**EXERCISE DIRECTIONS**
Could you filter the data below down to the lines that hold the word "tolerance"?

**RECORDS**
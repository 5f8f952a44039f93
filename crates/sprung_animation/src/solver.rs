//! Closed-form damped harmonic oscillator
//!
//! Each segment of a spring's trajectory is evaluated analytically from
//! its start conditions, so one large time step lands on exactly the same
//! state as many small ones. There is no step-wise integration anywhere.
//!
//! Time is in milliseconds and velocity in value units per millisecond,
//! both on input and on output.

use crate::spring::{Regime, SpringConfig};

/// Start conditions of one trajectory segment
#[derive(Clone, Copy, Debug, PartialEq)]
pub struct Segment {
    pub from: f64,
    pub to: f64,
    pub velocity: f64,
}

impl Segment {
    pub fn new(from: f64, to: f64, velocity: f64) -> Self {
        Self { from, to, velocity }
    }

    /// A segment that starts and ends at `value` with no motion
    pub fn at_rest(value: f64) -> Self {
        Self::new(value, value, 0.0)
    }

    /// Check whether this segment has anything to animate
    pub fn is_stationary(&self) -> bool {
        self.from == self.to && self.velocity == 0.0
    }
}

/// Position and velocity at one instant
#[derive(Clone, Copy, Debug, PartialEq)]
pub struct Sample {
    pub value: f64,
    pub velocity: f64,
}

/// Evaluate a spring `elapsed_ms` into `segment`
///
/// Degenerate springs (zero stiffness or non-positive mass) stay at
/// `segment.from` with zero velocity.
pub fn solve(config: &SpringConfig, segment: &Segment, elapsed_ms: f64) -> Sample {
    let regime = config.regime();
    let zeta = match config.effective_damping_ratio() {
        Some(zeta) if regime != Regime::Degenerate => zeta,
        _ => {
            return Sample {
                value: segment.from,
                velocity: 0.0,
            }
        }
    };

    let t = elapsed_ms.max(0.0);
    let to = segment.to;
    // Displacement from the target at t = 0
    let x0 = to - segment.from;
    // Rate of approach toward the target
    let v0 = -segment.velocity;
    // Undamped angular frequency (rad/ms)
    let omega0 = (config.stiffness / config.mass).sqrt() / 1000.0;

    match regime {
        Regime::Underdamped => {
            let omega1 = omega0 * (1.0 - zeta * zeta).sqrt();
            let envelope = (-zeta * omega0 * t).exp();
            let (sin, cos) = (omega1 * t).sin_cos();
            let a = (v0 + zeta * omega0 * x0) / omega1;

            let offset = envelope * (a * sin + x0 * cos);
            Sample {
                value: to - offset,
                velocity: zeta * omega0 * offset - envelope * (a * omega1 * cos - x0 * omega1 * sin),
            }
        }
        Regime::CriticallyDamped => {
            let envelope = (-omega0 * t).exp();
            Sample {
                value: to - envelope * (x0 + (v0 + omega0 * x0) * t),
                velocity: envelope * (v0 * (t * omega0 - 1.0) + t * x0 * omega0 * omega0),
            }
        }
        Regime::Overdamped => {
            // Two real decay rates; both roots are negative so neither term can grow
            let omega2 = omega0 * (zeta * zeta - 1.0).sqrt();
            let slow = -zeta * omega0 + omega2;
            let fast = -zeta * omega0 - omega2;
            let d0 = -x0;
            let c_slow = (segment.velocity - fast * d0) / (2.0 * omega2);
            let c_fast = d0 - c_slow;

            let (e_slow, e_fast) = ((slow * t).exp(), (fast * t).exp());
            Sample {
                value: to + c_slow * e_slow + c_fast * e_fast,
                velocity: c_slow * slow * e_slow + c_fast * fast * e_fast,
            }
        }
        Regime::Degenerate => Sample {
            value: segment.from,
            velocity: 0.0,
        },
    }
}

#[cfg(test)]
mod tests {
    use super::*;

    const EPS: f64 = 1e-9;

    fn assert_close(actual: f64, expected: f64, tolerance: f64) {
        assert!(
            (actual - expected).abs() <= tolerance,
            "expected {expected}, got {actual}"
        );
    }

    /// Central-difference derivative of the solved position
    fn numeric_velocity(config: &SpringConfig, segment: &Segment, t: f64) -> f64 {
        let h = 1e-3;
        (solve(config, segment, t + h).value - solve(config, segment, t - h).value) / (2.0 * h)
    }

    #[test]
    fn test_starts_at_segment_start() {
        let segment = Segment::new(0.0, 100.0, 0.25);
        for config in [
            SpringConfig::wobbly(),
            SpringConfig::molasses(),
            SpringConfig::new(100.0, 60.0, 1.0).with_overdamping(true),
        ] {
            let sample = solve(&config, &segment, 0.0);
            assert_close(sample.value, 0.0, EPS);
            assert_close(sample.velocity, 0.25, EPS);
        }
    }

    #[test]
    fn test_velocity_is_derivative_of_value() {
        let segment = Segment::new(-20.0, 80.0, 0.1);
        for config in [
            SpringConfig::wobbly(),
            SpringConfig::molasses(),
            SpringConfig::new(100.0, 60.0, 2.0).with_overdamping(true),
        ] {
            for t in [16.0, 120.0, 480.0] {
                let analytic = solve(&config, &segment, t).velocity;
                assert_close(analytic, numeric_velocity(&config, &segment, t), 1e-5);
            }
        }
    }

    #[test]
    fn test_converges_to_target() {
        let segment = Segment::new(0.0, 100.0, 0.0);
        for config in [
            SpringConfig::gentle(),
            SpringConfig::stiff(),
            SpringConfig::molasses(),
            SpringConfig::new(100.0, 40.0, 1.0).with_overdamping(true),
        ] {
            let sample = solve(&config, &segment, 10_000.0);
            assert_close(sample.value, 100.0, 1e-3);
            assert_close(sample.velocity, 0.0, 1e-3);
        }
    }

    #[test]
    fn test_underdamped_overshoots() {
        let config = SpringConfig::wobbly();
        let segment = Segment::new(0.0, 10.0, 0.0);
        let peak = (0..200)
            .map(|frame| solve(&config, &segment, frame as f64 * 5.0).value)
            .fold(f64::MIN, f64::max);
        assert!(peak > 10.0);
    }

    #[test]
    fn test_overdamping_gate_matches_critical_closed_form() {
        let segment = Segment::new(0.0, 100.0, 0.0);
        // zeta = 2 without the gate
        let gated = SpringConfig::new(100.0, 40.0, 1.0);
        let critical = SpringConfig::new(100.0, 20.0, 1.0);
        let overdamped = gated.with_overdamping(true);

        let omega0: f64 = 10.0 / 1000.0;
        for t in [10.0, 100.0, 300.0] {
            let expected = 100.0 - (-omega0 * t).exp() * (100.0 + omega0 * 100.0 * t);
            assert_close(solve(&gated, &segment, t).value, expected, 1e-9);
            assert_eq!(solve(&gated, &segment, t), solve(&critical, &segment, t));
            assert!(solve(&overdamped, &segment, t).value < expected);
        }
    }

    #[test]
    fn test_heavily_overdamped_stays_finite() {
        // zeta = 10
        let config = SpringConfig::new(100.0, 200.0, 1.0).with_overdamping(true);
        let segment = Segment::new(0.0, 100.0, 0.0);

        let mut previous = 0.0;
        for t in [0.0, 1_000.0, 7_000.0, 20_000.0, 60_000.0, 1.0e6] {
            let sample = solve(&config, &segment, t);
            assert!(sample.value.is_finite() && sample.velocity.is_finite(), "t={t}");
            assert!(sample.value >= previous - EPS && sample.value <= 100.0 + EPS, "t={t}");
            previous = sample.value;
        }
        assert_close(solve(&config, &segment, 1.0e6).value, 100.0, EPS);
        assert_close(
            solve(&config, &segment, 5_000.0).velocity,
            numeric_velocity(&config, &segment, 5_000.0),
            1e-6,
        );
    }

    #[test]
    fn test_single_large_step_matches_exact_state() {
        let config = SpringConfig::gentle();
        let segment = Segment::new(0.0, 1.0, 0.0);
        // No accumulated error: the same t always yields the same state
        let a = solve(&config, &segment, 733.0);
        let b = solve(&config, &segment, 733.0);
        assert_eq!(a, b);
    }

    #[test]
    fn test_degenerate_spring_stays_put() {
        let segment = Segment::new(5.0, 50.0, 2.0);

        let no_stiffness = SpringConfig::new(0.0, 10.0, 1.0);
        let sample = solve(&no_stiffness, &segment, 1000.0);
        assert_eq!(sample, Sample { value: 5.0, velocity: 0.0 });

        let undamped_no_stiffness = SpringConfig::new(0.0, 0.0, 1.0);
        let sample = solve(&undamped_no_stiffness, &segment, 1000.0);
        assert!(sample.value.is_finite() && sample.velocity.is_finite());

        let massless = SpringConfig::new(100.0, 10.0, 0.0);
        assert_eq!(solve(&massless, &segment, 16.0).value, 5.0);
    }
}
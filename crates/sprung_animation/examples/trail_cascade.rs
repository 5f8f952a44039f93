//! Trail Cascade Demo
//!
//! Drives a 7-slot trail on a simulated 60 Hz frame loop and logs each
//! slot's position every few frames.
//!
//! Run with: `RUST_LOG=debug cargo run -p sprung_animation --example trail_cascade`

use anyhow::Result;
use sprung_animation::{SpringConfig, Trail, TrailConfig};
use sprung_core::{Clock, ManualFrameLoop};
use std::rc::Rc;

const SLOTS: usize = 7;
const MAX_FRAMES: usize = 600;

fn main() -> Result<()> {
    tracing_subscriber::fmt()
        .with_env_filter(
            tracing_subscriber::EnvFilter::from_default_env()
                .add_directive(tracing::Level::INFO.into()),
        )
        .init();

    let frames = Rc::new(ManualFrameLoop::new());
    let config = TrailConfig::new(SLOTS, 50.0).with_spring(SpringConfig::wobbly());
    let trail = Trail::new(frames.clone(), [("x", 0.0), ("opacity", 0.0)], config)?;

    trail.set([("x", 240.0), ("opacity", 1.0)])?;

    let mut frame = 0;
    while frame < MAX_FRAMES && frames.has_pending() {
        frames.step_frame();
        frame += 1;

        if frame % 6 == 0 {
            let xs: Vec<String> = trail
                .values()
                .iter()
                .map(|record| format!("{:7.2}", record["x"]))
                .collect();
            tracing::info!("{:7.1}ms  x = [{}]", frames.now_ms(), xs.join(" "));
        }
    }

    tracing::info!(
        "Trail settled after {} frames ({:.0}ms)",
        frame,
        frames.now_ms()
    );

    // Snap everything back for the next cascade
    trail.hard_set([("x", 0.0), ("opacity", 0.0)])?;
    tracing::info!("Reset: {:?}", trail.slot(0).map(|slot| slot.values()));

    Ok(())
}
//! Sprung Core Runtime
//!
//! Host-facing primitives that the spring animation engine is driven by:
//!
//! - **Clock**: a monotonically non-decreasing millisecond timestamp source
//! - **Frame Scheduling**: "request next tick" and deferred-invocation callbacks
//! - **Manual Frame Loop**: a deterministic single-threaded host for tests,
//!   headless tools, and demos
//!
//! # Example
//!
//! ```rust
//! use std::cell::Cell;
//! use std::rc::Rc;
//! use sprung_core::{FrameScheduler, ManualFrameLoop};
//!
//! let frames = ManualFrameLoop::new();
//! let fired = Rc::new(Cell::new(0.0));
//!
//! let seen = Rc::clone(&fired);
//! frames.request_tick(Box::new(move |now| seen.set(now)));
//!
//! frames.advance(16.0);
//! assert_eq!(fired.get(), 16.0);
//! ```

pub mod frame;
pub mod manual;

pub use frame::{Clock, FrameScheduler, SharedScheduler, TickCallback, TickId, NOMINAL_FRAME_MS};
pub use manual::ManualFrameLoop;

**TASK SOLUTION**
    fn assert_close(actual: f64, expected: f64, tolerance: f64) {
            (actual - expected).abs() <= tolerance,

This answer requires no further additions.